§ Task objective:
Scan the entries below for the word "stopped" and copy every line where it turns up.

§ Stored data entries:
------------------------------
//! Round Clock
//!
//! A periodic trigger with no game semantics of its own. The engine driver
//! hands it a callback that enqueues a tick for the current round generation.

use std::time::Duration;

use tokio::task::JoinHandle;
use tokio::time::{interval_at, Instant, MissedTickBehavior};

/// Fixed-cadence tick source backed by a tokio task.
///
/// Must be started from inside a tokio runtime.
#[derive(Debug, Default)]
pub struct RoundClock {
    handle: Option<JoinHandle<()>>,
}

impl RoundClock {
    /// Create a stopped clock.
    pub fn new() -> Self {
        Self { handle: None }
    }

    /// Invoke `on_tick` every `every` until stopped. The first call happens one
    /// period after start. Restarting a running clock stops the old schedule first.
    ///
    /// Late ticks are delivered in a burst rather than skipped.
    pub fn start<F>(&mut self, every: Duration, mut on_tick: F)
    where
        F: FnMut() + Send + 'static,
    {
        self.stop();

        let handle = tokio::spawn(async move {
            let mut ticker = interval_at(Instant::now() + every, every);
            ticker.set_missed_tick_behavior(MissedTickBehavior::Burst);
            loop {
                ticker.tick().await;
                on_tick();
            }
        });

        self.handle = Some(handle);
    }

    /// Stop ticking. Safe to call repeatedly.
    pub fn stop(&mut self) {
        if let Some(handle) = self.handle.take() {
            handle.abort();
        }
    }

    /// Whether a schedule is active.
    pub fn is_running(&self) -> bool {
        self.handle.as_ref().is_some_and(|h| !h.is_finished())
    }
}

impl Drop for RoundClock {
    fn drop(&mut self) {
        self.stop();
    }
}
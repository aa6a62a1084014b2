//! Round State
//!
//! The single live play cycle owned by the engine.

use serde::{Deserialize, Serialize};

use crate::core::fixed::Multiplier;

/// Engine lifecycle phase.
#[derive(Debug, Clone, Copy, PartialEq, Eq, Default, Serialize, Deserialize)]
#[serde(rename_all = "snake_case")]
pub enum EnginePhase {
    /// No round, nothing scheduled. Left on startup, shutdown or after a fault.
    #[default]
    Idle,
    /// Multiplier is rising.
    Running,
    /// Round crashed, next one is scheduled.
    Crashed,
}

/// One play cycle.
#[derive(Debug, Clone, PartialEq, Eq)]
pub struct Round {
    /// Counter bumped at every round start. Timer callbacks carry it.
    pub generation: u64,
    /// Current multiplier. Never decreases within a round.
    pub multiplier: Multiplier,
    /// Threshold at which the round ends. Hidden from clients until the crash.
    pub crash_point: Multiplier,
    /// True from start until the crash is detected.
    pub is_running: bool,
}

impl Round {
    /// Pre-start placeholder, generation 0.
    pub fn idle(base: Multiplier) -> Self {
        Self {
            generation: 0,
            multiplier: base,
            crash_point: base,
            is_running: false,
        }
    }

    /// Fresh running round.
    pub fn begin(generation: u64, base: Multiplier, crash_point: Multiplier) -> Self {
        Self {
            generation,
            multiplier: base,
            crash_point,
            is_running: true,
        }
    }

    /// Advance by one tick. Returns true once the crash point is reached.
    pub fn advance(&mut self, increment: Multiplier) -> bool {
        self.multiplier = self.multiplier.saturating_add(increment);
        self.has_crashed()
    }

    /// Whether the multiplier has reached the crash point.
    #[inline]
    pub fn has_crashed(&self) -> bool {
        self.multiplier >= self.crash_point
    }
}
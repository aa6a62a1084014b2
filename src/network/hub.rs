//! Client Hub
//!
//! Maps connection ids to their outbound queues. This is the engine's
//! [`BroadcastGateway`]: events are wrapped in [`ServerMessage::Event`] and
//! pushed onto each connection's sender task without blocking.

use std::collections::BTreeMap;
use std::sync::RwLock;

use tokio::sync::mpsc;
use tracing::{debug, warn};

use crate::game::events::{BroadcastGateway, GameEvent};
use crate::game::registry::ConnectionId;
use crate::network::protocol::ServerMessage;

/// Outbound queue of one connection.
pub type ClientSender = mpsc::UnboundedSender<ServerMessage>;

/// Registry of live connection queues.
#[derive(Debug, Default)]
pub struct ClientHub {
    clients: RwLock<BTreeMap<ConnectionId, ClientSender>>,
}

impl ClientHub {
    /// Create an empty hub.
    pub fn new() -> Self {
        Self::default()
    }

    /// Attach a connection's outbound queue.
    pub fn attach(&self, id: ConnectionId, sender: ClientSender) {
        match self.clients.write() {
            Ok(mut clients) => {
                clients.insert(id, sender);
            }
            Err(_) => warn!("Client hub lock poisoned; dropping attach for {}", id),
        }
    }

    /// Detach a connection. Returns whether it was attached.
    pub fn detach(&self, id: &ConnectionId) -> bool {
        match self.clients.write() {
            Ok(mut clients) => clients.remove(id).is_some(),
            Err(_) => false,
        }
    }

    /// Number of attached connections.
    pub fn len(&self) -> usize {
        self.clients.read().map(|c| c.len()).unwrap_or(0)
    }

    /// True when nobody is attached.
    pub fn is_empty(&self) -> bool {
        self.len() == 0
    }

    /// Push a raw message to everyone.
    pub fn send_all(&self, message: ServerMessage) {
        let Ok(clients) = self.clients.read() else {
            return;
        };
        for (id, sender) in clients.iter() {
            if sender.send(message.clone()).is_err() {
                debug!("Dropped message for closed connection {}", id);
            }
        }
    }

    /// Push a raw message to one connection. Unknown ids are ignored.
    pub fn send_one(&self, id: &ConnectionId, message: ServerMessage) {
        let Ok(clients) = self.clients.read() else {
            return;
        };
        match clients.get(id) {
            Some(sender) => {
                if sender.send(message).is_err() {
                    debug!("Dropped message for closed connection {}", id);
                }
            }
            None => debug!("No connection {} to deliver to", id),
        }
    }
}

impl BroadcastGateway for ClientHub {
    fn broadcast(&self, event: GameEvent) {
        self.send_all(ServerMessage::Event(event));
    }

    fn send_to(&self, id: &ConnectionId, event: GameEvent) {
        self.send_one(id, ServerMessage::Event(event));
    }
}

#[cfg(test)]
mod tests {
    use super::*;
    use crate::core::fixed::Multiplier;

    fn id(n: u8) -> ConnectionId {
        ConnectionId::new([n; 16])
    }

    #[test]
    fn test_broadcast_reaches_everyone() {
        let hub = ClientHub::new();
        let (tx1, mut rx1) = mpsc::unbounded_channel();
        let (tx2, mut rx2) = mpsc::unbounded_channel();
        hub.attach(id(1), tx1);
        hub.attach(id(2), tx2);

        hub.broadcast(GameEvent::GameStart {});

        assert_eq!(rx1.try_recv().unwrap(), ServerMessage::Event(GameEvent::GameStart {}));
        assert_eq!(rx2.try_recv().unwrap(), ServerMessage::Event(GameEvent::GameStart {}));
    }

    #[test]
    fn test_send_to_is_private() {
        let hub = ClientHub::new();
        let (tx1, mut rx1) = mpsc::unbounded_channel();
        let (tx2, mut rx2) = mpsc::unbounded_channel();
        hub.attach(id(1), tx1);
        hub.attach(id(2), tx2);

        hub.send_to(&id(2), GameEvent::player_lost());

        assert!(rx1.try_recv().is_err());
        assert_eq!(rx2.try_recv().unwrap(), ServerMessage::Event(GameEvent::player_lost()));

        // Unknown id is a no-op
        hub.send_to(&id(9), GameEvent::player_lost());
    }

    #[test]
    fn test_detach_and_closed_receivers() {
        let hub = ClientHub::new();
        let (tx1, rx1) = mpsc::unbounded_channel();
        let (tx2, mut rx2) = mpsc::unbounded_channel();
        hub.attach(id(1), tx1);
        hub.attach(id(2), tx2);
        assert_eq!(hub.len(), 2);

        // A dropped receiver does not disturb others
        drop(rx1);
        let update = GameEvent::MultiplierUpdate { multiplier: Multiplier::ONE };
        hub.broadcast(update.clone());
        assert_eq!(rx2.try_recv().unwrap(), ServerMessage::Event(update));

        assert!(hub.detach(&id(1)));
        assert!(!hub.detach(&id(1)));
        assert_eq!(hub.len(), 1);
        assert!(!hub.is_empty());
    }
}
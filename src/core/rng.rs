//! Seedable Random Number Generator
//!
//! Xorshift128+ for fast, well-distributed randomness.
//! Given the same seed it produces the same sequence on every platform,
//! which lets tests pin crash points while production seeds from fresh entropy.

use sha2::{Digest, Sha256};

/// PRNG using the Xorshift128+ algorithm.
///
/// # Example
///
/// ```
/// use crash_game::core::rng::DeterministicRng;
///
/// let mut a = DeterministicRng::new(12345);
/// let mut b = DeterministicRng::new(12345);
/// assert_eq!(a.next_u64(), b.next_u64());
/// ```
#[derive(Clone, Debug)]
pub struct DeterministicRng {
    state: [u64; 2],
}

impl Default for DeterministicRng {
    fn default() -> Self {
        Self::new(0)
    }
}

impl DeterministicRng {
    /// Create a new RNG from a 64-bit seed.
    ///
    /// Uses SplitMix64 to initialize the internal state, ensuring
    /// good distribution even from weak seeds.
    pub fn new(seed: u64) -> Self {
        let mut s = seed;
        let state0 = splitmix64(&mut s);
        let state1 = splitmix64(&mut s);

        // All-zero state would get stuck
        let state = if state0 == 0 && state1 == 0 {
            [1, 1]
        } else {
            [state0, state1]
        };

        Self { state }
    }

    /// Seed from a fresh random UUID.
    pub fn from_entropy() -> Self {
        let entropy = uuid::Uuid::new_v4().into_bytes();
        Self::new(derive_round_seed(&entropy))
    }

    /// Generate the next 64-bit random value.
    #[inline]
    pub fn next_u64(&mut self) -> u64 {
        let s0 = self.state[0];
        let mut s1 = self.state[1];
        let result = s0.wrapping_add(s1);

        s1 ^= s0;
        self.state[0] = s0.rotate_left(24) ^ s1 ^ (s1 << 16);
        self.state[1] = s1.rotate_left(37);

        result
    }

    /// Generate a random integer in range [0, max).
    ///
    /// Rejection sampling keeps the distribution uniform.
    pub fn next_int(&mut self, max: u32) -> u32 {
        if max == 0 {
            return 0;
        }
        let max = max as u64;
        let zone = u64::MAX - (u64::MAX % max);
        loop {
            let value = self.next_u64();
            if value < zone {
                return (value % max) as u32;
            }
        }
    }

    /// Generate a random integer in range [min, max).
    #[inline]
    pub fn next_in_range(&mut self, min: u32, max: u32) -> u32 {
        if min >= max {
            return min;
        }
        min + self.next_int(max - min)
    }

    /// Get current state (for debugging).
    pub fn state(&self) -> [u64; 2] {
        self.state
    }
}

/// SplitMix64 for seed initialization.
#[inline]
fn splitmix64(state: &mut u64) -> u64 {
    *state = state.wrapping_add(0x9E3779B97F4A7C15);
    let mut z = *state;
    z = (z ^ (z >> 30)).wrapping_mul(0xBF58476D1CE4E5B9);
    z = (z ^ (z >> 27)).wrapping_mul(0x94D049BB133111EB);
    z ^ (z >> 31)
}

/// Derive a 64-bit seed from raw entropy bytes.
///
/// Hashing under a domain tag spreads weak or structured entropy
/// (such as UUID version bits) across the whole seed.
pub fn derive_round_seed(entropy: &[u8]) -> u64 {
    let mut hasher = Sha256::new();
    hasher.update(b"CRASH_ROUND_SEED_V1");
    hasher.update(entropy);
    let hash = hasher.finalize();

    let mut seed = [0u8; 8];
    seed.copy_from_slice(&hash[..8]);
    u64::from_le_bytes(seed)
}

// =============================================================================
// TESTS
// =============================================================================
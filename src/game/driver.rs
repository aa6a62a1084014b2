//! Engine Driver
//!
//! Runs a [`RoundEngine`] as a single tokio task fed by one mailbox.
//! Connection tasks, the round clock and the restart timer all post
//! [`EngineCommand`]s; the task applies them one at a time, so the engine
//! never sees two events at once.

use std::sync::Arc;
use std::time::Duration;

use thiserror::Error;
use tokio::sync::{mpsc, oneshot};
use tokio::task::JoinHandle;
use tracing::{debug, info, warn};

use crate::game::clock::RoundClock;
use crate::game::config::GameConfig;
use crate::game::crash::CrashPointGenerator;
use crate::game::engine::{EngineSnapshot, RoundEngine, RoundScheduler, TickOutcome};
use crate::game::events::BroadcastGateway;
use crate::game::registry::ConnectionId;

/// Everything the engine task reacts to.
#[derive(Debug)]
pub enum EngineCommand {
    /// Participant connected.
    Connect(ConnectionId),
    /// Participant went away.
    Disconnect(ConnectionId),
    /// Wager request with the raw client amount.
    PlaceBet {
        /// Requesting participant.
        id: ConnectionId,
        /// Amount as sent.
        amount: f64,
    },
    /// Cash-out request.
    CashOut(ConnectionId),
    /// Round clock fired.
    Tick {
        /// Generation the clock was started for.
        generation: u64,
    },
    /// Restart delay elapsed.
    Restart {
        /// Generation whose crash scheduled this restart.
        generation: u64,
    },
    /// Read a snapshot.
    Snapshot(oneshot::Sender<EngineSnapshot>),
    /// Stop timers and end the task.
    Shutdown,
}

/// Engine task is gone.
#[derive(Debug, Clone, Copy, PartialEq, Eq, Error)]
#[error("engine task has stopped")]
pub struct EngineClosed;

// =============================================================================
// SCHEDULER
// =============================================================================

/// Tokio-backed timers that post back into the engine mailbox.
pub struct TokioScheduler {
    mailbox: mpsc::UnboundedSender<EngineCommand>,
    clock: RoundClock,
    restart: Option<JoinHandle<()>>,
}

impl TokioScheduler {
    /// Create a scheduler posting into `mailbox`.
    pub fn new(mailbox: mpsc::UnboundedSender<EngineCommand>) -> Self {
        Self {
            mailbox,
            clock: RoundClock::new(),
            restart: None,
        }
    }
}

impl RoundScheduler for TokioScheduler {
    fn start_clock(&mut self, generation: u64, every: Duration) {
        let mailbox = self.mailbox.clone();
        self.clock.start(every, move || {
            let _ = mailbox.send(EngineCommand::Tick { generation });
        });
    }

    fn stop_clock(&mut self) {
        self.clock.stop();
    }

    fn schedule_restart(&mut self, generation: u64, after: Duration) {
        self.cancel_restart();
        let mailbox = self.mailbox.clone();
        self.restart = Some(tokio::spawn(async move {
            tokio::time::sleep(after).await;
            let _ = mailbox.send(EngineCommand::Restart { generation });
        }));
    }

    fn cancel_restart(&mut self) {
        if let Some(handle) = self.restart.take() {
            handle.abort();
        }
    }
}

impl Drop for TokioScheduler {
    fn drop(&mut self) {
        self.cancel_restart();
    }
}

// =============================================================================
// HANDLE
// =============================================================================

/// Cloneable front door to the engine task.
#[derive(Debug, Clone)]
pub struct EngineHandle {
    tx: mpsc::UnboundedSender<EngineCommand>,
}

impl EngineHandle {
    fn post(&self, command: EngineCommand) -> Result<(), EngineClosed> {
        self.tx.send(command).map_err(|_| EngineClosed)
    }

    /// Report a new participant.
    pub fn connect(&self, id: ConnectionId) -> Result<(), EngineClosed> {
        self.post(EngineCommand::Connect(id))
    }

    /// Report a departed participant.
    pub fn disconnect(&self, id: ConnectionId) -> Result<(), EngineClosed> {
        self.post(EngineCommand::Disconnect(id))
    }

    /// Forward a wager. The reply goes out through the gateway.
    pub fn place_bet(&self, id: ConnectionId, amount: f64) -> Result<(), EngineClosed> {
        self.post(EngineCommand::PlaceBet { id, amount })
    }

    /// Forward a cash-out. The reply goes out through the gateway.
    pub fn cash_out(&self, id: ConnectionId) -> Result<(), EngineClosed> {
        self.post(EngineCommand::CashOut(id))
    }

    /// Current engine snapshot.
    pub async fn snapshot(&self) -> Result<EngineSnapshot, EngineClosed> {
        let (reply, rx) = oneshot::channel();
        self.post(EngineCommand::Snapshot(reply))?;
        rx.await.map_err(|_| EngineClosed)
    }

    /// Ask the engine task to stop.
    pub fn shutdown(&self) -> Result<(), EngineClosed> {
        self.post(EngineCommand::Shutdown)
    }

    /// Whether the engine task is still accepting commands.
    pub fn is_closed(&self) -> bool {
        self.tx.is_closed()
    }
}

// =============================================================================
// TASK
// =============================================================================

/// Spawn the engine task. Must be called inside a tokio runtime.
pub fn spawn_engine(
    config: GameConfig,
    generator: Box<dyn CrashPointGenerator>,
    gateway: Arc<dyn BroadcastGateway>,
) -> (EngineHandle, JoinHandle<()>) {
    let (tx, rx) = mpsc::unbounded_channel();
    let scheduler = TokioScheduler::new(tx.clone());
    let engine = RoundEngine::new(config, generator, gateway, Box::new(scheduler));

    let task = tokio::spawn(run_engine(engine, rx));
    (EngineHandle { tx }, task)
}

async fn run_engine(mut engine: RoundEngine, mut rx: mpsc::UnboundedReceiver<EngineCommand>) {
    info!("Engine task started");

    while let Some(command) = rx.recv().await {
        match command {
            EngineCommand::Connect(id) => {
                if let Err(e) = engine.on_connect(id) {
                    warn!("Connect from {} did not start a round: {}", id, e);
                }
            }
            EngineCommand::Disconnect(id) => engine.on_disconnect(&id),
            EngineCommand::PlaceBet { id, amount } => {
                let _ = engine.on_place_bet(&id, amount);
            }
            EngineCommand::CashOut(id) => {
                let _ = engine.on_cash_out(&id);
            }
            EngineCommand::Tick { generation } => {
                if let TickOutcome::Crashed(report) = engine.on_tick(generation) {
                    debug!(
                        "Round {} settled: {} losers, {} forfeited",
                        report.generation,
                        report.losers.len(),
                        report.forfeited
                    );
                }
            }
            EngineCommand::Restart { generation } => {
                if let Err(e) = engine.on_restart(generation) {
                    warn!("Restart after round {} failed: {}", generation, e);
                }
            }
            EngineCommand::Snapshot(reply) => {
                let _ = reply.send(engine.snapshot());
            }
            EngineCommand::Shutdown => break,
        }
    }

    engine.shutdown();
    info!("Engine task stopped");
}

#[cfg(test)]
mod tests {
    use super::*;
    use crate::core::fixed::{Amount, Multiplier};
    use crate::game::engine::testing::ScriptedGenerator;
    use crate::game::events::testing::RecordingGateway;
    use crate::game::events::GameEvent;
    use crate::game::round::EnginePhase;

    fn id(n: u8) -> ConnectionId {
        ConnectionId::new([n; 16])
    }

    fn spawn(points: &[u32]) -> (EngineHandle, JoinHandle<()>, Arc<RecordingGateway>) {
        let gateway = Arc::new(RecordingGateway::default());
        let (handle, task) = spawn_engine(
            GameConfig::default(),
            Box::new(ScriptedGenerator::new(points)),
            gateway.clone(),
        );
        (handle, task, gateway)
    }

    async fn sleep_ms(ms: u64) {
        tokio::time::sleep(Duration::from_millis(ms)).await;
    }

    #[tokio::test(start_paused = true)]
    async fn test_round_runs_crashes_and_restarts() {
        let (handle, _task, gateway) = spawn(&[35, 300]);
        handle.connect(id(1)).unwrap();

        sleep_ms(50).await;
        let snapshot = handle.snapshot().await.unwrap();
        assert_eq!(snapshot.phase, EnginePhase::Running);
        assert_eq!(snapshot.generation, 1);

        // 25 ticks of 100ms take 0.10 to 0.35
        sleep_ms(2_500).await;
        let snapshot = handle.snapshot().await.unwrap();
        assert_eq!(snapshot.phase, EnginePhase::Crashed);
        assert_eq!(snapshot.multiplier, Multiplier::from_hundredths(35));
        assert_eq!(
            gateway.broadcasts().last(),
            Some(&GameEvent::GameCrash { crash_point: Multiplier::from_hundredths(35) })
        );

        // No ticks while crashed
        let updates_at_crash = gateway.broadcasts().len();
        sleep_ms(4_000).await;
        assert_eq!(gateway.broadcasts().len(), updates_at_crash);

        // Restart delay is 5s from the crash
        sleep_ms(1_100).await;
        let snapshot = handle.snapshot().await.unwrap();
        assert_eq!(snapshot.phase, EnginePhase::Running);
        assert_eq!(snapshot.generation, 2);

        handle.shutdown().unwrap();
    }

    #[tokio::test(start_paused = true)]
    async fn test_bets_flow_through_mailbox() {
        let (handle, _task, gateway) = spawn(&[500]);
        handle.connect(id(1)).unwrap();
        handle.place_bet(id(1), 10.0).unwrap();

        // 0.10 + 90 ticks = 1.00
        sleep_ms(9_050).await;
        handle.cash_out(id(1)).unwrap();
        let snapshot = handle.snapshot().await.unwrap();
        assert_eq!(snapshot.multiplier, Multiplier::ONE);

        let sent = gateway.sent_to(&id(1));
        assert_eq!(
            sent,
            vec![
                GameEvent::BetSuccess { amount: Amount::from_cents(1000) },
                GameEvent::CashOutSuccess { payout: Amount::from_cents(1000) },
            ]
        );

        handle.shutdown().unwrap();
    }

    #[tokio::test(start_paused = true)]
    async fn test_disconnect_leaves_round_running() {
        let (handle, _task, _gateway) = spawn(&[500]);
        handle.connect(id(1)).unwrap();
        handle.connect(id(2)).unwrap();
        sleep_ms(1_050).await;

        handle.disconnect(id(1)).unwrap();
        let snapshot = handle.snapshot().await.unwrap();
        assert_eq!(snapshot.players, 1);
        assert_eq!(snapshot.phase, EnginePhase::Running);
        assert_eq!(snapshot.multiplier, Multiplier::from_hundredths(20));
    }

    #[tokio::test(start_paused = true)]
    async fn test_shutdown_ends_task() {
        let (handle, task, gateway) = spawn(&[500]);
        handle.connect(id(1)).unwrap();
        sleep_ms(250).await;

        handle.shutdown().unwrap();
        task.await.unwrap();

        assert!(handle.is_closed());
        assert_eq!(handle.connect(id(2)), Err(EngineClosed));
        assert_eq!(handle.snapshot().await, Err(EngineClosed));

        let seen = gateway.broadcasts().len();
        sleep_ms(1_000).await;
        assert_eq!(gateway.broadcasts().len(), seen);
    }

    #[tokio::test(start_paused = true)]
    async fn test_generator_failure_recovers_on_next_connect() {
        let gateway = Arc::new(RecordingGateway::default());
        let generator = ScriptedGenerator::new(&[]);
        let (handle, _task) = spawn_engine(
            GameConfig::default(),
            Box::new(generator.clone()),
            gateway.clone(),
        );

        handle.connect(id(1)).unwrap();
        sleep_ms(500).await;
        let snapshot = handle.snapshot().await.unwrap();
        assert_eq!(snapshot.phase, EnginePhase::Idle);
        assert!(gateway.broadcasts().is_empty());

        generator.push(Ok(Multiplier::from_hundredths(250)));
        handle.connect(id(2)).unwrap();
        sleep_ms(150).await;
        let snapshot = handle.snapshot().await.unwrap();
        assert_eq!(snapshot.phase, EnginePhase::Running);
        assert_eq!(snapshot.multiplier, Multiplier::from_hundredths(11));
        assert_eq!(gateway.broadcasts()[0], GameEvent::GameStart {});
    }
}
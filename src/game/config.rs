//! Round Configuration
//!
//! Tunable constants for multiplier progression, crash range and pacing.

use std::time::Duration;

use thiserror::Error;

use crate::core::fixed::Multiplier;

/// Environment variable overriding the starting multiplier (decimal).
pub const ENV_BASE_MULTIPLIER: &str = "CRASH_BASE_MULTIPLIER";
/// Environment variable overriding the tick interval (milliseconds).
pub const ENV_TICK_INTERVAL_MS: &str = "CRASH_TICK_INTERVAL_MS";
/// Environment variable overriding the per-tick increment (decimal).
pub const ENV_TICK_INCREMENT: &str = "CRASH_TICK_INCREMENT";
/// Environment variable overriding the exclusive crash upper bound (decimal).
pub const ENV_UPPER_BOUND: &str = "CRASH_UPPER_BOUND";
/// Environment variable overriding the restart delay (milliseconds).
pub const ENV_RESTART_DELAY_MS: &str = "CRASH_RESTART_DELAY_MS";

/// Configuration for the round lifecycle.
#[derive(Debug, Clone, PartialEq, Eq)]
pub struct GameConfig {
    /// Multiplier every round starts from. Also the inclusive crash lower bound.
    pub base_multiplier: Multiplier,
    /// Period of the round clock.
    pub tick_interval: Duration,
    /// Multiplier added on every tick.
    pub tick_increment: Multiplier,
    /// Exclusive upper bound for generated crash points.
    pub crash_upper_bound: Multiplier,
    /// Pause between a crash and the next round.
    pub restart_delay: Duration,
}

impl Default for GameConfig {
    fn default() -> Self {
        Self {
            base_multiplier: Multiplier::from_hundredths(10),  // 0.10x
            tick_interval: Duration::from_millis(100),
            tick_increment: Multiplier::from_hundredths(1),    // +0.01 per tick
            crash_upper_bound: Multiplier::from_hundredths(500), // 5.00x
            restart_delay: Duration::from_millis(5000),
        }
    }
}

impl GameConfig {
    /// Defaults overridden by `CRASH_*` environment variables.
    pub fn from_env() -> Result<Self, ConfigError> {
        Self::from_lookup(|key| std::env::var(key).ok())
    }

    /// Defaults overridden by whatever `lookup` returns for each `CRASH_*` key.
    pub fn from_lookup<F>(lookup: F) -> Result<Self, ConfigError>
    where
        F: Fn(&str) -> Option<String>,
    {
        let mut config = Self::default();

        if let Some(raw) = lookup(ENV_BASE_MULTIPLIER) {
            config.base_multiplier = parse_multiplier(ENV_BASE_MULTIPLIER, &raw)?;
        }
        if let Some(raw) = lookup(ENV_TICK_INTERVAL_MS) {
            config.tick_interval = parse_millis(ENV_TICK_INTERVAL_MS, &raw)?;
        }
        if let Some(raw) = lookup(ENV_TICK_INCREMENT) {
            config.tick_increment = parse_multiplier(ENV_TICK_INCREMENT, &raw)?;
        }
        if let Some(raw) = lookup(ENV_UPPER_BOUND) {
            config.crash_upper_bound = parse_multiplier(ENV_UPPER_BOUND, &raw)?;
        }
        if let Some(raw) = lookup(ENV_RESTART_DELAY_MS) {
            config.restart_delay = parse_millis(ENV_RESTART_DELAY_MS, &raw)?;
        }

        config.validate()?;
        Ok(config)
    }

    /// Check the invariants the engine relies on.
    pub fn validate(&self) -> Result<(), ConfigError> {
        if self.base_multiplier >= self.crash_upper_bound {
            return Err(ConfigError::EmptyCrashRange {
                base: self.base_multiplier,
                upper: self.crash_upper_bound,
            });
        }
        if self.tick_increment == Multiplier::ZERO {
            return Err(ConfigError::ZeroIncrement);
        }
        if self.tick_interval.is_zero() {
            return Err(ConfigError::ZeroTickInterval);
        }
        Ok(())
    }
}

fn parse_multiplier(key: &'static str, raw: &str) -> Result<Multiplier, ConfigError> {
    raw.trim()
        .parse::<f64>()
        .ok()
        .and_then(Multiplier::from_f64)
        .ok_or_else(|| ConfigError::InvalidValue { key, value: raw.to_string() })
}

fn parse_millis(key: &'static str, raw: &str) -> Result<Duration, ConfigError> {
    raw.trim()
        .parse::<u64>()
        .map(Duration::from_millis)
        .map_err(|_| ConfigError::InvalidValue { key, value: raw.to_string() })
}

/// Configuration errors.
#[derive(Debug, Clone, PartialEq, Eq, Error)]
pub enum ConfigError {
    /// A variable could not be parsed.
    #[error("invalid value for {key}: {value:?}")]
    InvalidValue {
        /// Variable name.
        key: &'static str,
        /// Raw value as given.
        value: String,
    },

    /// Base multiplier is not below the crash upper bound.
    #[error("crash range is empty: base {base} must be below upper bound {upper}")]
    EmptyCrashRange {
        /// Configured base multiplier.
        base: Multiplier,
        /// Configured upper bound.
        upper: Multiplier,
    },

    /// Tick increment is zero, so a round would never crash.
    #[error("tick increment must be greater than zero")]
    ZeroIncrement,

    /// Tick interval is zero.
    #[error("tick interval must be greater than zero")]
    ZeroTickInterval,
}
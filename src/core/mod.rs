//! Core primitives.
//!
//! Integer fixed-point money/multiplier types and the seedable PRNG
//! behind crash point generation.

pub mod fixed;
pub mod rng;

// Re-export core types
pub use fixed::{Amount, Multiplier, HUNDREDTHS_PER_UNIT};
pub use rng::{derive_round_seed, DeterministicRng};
------------------------------
§ Output below:
    /// Create a stopped clock.
    /// Invoke `on_tick` every `every` until stopped. The first call happens one
#[error("engine task has stopped")]
    info!("Engine task stopped");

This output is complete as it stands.